══ Provided information ══

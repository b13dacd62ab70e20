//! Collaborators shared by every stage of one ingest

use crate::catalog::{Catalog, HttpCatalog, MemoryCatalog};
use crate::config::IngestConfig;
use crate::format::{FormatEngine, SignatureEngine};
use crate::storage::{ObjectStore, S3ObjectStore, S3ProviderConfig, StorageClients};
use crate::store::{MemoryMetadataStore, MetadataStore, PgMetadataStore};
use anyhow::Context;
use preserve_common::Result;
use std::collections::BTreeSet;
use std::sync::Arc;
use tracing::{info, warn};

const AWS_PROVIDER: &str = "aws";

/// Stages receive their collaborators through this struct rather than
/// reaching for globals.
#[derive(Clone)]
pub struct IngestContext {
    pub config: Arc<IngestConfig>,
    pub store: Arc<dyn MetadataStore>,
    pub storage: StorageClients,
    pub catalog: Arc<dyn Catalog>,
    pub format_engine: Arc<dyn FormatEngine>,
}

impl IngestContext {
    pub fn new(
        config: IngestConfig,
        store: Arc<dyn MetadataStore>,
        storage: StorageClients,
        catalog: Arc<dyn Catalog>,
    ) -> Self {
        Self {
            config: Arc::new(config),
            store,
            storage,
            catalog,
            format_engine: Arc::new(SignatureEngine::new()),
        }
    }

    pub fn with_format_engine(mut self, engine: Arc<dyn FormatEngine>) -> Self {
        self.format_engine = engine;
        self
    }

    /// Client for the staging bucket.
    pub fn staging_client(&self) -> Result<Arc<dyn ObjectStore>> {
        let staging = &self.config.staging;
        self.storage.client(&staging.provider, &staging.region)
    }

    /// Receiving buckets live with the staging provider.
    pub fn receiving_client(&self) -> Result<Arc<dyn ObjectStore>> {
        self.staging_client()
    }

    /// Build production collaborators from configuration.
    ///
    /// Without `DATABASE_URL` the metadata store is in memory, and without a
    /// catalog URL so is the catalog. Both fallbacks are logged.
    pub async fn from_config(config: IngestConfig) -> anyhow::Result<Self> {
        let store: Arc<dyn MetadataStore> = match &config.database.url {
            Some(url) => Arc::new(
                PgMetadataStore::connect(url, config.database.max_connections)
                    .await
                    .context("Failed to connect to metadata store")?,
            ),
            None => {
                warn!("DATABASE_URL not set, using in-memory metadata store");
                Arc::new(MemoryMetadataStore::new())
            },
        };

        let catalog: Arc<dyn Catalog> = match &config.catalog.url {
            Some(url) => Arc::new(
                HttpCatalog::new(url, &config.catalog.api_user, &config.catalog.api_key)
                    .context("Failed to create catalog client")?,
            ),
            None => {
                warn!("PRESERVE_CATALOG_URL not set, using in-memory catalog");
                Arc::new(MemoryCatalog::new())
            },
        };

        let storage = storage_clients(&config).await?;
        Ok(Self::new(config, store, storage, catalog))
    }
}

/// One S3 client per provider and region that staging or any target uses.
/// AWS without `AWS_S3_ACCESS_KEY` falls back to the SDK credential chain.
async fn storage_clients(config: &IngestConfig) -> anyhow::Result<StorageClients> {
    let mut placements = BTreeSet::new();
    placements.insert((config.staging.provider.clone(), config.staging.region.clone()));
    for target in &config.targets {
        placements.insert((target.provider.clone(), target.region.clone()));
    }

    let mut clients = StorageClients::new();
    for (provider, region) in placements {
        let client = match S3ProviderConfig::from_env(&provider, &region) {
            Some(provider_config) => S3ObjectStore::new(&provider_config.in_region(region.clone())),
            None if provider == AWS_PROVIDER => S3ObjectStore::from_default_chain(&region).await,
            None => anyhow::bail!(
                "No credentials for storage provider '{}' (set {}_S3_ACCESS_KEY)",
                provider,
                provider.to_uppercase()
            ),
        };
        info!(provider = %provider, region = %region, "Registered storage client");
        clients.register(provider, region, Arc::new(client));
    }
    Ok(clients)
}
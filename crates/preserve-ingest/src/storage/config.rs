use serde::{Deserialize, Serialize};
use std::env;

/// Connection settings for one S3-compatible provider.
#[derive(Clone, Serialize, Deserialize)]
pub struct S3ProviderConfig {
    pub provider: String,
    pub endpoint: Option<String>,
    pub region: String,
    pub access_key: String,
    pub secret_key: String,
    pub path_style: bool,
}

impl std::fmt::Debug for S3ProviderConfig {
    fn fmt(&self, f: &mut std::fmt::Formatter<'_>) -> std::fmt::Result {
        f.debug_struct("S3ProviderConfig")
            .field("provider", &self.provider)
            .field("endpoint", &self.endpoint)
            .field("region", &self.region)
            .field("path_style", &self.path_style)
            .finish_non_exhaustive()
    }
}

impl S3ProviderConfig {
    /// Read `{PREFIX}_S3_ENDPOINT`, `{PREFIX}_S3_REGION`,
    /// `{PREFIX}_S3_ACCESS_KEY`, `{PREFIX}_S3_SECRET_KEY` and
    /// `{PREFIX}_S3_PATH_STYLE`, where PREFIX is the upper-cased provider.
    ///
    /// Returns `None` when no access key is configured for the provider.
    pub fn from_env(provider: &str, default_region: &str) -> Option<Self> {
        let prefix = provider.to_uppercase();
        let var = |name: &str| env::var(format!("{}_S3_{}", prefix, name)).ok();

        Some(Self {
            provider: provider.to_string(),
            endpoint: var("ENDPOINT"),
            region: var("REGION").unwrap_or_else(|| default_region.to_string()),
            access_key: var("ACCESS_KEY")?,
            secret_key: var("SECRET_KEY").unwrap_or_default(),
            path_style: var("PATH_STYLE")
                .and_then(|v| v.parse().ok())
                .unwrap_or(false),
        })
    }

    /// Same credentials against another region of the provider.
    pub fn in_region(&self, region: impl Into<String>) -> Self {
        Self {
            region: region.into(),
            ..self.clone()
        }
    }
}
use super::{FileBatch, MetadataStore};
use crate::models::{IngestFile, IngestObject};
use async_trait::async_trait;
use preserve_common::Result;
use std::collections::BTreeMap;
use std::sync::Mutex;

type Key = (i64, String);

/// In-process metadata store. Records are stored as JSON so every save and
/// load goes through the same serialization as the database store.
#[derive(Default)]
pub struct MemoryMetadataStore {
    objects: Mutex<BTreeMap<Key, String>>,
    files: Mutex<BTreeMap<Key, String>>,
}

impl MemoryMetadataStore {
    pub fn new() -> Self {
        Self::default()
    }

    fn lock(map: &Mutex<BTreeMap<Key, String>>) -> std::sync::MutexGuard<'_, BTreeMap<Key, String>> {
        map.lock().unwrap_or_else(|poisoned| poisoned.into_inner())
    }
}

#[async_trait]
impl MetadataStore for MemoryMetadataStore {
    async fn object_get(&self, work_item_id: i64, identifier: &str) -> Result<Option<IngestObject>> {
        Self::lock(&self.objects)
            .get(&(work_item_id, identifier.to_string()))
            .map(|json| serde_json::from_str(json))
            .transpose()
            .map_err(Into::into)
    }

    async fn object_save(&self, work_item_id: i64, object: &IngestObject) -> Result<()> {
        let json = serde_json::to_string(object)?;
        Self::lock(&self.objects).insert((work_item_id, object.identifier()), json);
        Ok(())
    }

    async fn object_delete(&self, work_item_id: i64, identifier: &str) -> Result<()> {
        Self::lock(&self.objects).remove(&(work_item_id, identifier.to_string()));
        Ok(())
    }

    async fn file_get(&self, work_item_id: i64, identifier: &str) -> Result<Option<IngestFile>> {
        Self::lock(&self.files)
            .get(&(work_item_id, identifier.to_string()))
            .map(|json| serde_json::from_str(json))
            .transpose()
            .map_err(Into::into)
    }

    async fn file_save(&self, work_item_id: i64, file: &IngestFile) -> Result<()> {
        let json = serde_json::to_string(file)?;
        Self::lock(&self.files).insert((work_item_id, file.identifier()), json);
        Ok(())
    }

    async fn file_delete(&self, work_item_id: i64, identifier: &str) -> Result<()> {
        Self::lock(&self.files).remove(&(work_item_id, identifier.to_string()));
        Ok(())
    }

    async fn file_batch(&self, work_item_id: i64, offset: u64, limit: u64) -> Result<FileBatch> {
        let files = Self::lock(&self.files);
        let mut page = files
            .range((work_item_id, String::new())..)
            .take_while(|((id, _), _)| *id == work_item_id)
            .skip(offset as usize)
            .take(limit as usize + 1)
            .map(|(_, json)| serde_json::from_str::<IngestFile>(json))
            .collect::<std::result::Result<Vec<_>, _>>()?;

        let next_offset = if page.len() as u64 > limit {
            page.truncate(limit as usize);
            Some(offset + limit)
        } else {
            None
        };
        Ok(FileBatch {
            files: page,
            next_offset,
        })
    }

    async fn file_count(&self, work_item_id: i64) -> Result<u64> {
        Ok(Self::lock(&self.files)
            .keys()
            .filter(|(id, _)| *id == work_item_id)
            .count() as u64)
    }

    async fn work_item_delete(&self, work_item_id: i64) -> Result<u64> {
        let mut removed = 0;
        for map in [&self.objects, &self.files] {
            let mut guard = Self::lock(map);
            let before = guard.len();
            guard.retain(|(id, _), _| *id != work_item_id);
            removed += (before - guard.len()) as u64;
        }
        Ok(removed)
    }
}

═══

Using the entries above, state how many lines include the word "Mutex", with no other words.

4